_Task requirements_:
From the line with "let mut grouped" through the line with "let line = Rupiah::new(9_000_000_000)", inclusive, return each line of the data below exactly and leave the rest out.

### Entries provided ###

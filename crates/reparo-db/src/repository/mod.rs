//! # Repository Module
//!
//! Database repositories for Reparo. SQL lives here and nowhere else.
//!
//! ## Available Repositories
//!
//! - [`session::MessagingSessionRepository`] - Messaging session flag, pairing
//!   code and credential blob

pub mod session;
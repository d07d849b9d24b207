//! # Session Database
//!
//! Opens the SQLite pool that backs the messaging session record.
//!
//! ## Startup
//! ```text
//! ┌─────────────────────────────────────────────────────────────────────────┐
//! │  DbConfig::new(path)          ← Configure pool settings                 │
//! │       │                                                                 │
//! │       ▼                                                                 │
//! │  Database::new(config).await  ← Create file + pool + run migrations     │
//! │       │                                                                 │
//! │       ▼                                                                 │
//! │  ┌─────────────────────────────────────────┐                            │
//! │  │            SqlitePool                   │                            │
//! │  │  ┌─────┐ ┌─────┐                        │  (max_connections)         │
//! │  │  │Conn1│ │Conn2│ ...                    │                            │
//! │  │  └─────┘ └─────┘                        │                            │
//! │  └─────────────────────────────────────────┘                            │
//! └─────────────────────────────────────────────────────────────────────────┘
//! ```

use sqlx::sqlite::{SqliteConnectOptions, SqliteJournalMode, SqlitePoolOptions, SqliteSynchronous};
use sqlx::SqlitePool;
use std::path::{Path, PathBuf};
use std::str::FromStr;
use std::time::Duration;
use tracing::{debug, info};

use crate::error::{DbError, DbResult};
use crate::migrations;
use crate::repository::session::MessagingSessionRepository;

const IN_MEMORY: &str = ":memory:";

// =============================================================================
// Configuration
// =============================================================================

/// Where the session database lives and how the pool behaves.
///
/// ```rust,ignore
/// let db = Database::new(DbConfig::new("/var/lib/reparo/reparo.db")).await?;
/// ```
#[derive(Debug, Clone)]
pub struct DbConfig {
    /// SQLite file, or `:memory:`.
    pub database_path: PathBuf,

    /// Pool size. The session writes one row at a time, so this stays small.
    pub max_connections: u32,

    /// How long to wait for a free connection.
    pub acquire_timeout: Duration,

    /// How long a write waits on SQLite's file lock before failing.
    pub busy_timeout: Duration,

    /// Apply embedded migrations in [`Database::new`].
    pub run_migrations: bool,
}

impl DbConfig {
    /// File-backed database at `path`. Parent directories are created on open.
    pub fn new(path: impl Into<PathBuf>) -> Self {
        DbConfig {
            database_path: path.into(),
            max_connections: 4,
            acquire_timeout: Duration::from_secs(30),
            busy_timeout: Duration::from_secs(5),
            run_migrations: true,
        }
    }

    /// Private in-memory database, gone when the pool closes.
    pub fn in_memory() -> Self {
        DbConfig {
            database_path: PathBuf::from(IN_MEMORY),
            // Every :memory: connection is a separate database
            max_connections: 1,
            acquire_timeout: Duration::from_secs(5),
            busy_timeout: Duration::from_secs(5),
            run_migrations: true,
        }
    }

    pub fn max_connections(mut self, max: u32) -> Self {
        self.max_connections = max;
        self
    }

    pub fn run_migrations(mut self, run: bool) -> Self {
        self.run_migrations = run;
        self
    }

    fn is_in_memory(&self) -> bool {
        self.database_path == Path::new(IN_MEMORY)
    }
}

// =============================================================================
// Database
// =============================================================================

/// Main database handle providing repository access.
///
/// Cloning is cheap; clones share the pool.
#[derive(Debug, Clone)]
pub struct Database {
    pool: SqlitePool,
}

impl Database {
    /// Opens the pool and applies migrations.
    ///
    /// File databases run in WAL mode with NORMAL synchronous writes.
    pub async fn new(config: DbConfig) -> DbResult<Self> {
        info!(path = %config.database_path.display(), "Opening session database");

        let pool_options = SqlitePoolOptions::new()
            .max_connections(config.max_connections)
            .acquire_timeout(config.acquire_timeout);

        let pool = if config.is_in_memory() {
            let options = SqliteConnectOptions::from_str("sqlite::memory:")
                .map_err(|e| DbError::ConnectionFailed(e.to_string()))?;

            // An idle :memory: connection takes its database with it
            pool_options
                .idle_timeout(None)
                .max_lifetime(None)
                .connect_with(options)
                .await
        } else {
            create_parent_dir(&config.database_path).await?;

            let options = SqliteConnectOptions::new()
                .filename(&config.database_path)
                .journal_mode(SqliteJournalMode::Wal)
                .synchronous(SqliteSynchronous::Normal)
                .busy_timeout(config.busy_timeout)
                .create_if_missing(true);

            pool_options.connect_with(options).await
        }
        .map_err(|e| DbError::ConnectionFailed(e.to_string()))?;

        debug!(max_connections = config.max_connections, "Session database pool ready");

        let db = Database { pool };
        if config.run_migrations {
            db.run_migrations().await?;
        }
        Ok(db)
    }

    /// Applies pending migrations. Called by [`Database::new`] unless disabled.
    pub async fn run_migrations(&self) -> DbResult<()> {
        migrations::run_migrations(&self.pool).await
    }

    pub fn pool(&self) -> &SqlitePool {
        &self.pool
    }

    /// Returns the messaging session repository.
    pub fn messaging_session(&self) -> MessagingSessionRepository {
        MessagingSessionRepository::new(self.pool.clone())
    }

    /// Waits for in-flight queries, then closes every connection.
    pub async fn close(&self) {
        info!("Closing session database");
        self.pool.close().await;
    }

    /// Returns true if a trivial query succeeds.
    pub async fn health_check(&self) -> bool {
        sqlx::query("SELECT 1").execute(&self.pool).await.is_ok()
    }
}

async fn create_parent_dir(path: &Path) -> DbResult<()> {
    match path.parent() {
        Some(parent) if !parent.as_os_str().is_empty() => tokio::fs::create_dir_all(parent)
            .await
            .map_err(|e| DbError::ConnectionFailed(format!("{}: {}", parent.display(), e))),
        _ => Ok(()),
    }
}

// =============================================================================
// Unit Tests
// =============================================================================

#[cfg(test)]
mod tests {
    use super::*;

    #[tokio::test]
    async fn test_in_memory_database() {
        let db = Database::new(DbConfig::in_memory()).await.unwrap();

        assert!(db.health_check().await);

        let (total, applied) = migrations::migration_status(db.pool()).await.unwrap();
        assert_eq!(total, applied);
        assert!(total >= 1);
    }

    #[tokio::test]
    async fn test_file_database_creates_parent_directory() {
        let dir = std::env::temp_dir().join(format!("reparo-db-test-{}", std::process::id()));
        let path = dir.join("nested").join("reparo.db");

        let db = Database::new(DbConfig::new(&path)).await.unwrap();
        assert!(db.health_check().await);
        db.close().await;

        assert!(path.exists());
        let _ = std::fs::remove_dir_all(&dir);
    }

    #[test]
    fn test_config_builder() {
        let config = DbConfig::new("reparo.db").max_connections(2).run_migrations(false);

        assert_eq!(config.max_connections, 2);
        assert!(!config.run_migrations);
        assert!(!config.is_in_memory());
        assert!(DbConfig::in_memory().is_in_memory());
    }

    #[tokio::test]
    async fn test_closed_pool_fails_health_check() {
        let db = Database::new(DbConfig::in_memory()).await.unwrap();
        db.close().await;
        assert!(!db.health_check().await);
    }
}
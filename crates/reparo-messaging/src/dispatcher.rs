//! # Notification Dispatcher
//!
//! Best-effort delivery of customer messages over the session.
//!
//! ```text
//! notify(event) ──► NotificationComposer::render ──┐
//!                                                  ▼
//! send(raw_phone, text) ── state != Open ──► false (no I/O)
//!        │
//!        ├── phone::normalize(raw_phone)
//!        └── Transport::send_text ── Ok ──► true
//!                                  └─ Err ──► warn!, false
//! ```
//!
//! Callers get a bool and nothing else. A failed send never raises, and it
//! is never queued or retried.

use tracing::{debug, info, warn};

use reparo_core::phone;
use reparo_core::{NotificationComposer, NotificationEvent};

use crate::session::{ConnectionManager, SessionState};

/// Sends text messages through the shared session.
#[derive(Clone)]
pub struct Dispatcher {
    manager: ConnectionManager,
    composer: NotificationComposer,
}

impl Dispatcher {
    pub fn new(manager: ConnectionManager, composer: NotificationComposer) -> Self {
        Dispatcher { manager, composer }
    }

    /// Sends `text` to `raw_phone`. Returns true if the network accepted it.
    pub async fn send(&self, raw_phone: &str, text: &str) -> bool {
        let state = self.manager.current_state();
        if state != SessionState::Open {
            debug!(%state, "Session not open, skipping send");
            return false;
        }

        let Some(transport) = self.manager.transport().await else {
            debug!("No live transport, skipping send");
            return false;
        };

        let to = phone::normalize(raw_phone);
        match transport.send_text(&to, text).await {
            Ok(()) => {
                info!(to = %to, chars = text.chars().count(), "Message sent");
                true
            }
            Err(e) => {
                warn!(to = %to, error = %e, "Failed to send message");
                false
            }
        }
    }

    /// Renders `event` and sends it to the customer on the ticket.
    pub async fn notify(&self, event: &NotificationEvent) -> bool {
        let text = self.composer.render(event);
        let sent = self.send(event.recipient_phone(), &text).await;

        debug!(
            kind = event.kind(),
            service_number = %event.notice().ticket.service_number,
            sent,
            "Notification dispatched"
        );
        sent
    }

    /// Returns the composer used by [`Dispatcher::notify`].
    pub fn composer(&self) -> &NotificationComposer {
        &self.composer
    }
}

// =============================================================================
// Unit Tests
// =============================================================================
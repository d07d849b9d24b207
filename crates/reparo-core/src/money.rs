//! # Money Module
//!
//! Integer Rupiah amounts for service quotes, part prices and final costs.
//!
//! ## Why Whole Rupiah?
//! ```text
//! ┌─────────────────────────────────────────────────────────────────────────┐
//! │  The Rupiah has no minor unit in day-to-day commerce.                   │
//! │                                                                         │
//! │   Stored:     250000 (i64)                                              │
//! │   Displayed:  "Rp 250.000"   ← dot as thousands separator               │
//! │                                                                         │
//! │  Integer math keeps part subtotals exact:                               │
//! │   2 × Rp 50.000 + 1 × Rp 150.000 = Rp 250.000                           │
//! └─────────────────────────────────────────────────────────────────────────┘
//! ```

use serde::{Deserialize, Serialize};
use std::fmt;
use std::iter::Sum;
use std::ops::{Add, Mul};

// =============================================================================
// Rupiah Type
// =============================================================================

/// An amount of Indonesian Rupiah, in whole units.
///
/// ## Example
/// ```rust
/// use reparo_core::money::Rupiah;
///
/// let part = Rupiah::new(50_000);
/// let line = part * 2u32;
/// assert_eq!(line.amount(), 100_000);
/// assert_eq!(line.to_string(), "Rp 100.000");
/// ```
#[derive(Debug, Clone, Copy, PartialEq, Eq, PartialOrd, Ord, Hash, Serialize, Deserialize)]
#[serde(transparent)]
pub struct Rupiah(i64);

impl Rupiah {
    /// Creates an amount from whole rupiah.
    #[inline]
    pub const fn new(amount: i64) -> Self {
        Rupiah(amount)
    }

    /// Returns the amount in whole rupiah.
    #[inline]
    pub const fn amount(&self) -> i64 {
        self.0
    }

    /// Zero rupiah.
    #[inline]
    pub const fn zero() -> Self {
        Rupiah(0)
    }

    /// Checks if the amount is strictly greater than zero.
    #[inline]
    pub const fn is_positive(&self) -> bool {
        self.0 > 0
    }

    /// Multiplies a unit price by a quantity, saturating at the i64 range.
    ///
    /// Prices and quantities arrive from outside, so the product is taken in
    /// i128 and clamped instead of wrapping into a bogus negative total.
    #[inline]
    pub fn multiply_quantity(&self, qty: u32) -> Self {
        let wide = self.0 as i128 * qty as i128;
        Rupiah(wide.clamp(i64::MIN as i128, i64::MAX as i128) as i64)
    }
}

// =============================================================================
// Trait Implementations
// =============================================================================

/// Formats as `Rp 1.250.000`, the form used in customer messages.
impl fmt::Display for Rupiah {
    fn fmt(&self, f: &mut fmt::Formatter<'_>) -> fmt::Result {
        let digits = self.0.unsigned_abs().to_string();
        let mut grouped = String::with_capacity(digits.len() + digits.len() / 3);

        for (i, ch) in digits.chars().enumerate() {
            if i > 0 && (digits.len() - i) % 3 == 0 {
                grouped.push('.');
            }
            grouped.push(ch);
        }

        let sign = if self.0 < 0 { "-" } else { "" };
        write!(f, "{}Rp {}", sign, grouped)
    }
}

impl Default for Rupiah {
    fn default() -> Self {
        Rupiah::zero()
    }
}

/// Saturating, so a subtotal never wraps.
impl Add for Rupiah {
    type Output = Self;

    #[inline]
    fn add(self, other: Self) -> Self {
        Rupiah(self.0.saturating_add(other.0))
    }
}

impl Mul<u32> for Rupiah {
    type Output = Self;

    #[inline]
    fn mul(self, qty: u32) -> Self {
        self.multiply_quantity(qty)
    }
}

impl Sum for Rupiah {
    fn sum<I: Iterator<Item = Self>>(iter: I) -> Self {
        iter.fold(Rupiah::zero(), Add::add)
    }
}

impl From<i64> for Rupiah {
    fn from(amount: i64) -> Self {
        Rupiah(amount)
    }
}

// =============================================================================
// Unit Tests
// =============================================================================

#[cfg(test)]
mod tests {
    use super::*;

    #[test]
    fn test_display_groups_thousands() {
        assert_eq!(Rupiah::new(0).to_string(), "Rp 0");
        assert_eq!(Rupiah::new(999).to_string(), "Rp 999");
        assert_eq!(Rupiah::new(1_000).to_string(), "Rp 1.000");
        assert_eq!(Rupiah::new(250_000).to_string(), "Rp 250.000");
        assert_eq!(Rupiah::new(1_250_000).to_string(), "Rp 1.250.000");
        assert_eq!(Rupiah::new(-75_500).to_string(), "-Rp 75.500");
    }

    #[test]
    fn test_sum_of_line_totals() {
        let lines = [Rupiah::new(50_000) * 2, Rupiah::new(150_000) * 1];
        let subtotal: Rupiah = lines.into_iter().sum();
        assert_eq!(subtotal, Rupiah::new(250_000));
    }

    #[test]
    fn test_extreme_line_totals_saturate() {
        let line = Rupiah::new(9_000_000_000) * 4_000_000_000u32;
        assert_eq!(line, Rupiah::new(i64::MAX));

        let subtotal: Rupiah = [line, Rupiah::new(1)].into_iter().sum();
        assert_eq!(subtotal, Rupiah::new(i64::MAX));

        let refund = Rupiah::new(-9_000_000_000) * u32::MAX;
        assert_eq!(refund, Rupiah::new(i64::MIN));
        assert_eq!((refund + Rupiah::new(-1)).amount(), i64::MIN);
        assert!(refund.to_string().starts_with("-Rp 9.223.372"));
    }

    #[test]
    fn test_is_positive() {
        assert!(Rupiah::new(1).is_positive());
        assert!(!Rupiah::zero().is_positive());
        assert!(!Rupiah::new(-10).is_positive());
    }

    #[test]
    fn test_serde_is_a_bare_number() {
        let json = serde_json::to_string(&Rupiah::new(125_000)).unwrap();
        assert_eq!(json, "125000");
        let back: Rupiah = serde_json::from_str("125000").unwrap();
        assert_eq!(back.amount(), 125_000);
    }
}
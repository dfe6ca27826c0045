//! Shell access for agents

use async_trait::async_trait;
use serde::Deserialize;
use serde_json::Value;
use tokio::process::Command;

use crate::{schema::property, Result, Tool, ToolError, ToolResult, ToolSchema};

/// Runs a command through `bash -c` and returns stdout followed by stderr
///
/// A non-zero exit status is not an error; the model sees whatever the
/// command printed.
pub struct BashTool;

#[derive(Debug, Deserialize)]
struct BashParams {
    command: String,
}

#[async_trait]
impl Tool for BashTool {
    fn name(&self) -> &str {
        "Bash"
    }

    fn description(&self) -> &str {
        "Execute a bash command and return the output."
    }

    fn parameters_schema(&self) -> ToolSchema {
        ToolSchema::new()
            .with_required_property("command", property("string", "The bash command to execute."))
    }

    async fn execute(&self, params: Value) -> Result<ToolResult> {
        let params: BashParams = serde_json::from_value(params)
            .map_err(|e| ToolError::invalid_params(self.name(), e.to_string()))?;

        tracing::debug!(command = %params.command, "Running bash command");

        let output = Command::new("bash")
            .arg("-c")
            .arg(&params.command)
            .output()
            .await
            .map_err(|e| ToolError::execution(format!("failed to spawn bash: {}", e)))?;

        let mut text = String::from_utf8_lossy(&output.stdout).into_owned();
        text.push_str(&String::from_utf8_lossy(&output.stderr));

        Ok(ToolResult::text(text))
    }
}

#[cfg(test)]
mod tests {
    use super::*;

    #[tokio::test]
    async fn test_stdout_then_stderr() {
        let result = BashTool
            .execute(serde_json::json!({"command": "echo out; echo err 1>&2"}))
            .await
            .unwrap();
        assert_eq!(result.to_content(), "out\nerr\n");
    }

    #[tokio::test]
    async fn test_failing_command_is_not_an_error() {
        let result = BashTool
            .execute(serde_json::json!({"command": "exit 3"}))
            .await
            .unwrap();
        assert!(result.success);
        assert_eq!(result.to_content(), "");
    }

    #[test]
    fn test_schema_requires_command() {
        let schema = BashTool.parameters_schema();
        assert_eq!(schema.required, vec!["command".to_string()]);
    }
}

###

_Response below_:
        let mut grouped = String::with_capacity(digits.len() + digits.len() / 3);

        for (i, ch) in digits.chars().enumerate() {
            if i > 0 && (digits.len() - i) % 3 == 0 {
                grouped.push('.');
            }
            grouped.push(ch);
        }

        let sign = if self.0 < 0 { "-" } else { "" };
        write!(f, "{}Rp {}", sign, grouped)
    }
}

impl Default for Rupiah {
    fn default() -> Self {
        Rupiah::zero()
    }
}

/// Saturating, so a subtotal never wraps.
impl Add for Rupiah {
    type Output = Self;

    #[inline]
    fn add(self, other: Self) -> Self {
        Rupiah(self.0.saturating_add(other.0))
    }
}

impl Mul<u32> for Rupiah {
    type Output = Self;

    #[inline]
    fn mul(self, qty: u32) -> Self {
        self.multiply_quantity(qty)
    }
}

impl Sum for Rupiah {
    fn sum<I: Iterator<Item = Self>>(iter: I) -> Self {
        iter.fold(Rupiah::zero(), Add::add)
    }
}

impl From<i64> for Rupiah {
    fn from(amount: i64) -> Self {
        Rupiah(amount)
    }
}

// =============================================================================
// Unit Tests
// =============================================================================

#[cfg(test)]
mod tests {
    use super::*;

    #[test]
    fn test_display_groups_thousands() {
        assert_eq!(Rupiah::new(0).to_string(), "Rp 0");
        assert_eq!(Rupiah::new(999).to_string(), "Rp 999");
        assert_eq!(Rupiah::new(1_000).to_string(), "Rp 1.000");
        assert_eq!(Rupiah::new(250_000).to_string(), "Rp 250.000");
        assert_eq!(Rupiah::new(1_250_000).to_string(), "Rp 1.250.000");
        assert_eq!(Rupiah::new(-75_500).to_string(), "-Rp 75.500");
    }

    #[test]
    fn test_sum_of_line_totals() {
        let lines = [Rupiah::new(50_000) * 2, Rupiah::new(150_000) * 1];
        let subtotal: Rupiah = lines.into_iter().sum();
        assert_eq!(subtotal, Rupiah::new(250_000));
    }

    #[test]
    fn test_extreme_line_totals_saturate() {
        let line = Rupiah::new(9_000_000_000) * 4_000_000_000u32;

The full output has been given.